(Stored data)
Start of Block

//! Type class traits for wrapped values.
//!
//! - [`Functor`]: mapping over a wrapped value
//! - [`Monad`]: lifting values and sequencing wrapper-producing functions
//!
//! ## Higher-Kinded Types Emulation
//!
//! Rust does not have native support for higher-kinded types (HKT).
//! [`TypeConstructor`] uses Generic Associated Types (GAT) to express
//! "the same wrapper around a different type", which is what `fmap` and
//! `flat_map` return.
//!
//! ## Foundation Types
//!
//! - [`Identity`]: the always-present wrapper
//!
//! # Examples
//!
//! ```rust
//! use functorial::typeclass::{Functor, Identity, Monad};
//!
//! let doubled = Some(21).fmap(|n| n * 2);
//! assert_eq!(doubled, Some(42));
//!
//! let sequenced = Identity::new(5)
//!     .flat_map(|x| Identity::new(x + 1))
//!     .fmap(|x| x * 2);
//! assert_eq!(sequenced, Identity(12));
//! ```

mod functor;
mod higher;
mod identity;
mod monad;

pub use functor::Functor;
pub use higher::TypeConstructor;
pub use identity::Identity;
pub use monad::Monad;
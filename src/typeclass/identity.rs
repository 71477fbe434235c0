//! Identity wrapper type - the always-present container.
//!
//! `Identity` holds exactly one value and adds no behavior of its own. It is
//! the simplest [`Functor`] and [`Monad`]: `fmap` applies the function,
//! `flat_map` returns the function's result, and nothing is ever skipped.

use super::{Functor, Monad, TypeConstructor};

/// A wrapper that always holds a value.
///
/// # Examples
///
/// ```rust
/// use functorial::typeclass::{Functor, Identity};
///
/// let wrapped = Identity::new(42);
/// assert_eq!(wrapped.fmap(|n| n + 1).into_inner(), 43);
///
/// // Using the tuple-struct syntax
/// let wrapped = Identity(42);
/// assert_eq!(wrapped.0, 42);
/// ```
#[derive(Debug, Clone, Copy, PartialEq, Eq, PartialOrd, Ord, Hash, Default)]
#[cfg_attr(feature = "serde", derive(serde::Serialize, serde::Deserialize))]
#[cfg_attr(feature = "serde", serde(transparent))]
pub struct Identity<A>(pub A);

static_assertions::assert_impl_all!(Identity<String>: Send, Sync, Clone);

impl<A> Identity<A> {
    /// Creates a new `Identity` wrapping the given value.
    #[inline]
    pub const fn new(value: A) -> Self {
        Self(value)
    }

    /// Consumes the `Identity` and returns the inner value.
    ///
    /// # Examples
    ///
    /// ```rust
    /// use functorial::typeclass::Identity;
    ///
    /// let x = Identity::new(String::from("hello"));
    /// let inner: String = x.into_inner();
    /// assert_eq!(inner, "hello");
    /// ```
    #[inline]
    pub fn into_inner(self) -> A {
        self.0
    }

    /// Returns a reference to the inner value.
    #[inline]
    pub const fn as_inner(&self) -> &A {
        &self.0
    }
}

impl<A> Identity<Identity<A>> {
    /// Removes one layer of nesting.
    #[inline]
    pub fn flatten(self) -> Identity<A> {
        self.0
    }
}

impl<A> TypeConstructor for Identity<A> {
    type Inner = A;
    type WithType<B> = Identity<B>;
}

impl<A> From<A> for Identity<A> {
    fn from(value: A) -> Self {
        Self::new(value)
    }
}

impl<A> Functor for Identity<A> {
    #[inline]
    fn fmap<B, F>(self, function: F) -> Identity<B>
    where
        F: FnOnce(A) -> B,
    {
        Identity(function(self.0))
    }

    #[inline]
    fn fmap_ref<B, F>(&self, function: F) -> Identity<B>
    where
        F: FnOnce(&A) -> B,
    {
        Identity(function(&self.0))
    }
}

impl<A> Monad for Identity<A> {
    #[inline]
    fn pure<B>(value: B) -> Identity<B> {
        Identity(value)
    }

    #[inline]
    fn flat_map<B, F>(self, function: F) -> Identity<B>
    where
        F: FnOnce(A) -> Identity<B>,
    {
        function(self.into_inner())
    }
}

#[cfg(test)]
mod tests {
    use super::*;
    use rstest::rstest;

    #[rstest]
    fn identity_new_creates_wrapper() {
        let wrapped = Identity::new(42);
        assert_eq!(wrapped.0, 42);
    }

    #[rstest]
    fn identity_as_inner_returns_reference() {
        let wrapped = Identity::new(vec![1, 2, 3]);
        assert_eq!(wrapped.as_inner(), &vec![1, 2, 3]);
    }

    #[rstest]
    fn identity_from_value() {
        let wrapped: Identity<i32> = 42.into();
        assert_eq!(wrapped.into_inner(), 42);
    }

    #[rstest]
    fn identity_fmap_always_applies() {
        let mut calls = 0;
        let result = Identity::new(20).fmap(|n| {
            calls += 1;
            n + 1
        });
        assert_eq!(result, Identity(21));
        assert_eq!(calls, 1);
    }

    #[rstest]
    fn identity_chain_does_not_double_wrap() {
        let result: Identity<i32> = Identity::new(5)
            .chain(|x| Identity::new(x + 1))
            .chain(|x| Identity::new(x * 2));
        assert_eq!(result, Identity(12));
    }

    #[rstest]
    fn identity_fmap_with_wrapping_function_nests() {
        let nested: Identity<Identity<i32>> = Identity::new(5).fmap(Identity::new);
        assert_eq!(nested.flatten(), Identity(5));
    }

    #[rstest]
    #[case(0)]
    #[case(-1)]
    #[case(i32::MAX)]
    fn identity_right_identity_law(#[case] value: i32) {
        let wrapped = Identity::new(value);
        assert_eq!(wrapped.flat_map(Identity::new), wrapped);
    }

    #[rstest]
    fn identity_debug_output() {
        let debug_output = format!("{:?}", Identity::new(42));
        assert_eq!(debug_output, "Identity(42)");
    }
}
//! Control structures for functional programming.
//!
//! - [`Maybe`]: a value that is either present or absent, with
//!   short-circuiting `map` and `chain`
//!
//! # Examples
//!
//! ```rust
//! use functorial::control::Maybe;
//!
//! fn find_user(id: u32) -> Maybe<&'static str> {
//!     if id == 1 { Maybe::of("ada") } else { Maybe::empty() }
//! }
//!
//! let greeting = Maybe::of(1)
//!     .chain(find_user)
//!     .map(|name| format!("hello, {name}"));
//! assert_eq!(greeting, Maybe::Present("hello, ada".to_string()));
//!
//! let missing = Maybe::of(2).chain(find_user).map(|name| format!("hello, {name}"));
//! assert!(missing.is_absent());
//! ```

mod maybe;

pub use maybe::Maybe;
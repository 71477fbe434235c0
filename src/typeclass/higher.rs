//! Higher-Kinded Type emulation through Generic Associated Types.
//!
//! Rust cannot abstract over a type constructor such as `Option<_>` directly.
//! [`TypeConstructor`] records the type a container is applied to and how to
//! re-apply the same container to another type, which is all [`Functor`] and
//! [`Monad`] need to describe `map` and `chain` generically.
//!
//! [`Functor`]: super::Functor
//! [`Monad`]: super::Monad
//!
//! # Example
//!
//! ```rust
//! use functorial::typeclass::TypeConstructor;
//!
//! fn empty_like<T: TypeConstructor>(_value: T) -> T::WithType<String>
//! where
//!     T::WithType<String>: Default,
//! {
//!     Default::default()
//! }
//!
//! let none_string: Option<String> = empty_like(Some(42));
//! assert_eq!(none_string, None);
//! ```

/// A trait representing a type constructor applied to `Inner`.
///
/// # Laws
///
/// `<F as TypeConstructor>::WithType<F::Inner>` is the same type as `F`.
pub trait TypeConstructor {
    /// The type that this type constructor is applied to.
    ///
    /// For `Option<i32>` this is `i32`.
    type Inner;

    /// The same type constructor applied to `B`.
    ///
    /// For `Option<i32>`, `WithType<String>` is `Option<String>`. The bound
    /// keeps the result chainable.
    type WithType<B>: TypeConstructor<Inner = B>;
}

// =============================================================================
// Standard Library Type Implementations
// =============================================================================

impl<A> TypeConstructor for Option<A> {
    type Inner = A;
    type WithType<B> = Option<B>;
}

impl<T, E> TypeConstructor for Result<T, E> {
    type Inner = T;
    type WithType<B> = Result<B, E>;
}

impl<T> TypeConstructor for Box<T> {
    type Inner = T;
    type WithType<B> = Box<B>;
}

End of Block

- _INSTRUCTIONS TO FOLLOW_
Where a line of the records above holds the word "same", copy that line.

- _RESPONSE TO THIS EXERCISE_
//! "the same wrapper around a different type", which is what `fmap` and
//! re-apply the same container to another type, which is all [`Functor`] and
/// `<F as TypeConstructor>::WithType<F::Inner>` is the same type as `F`.
    /// The same type constructor applied to `B`.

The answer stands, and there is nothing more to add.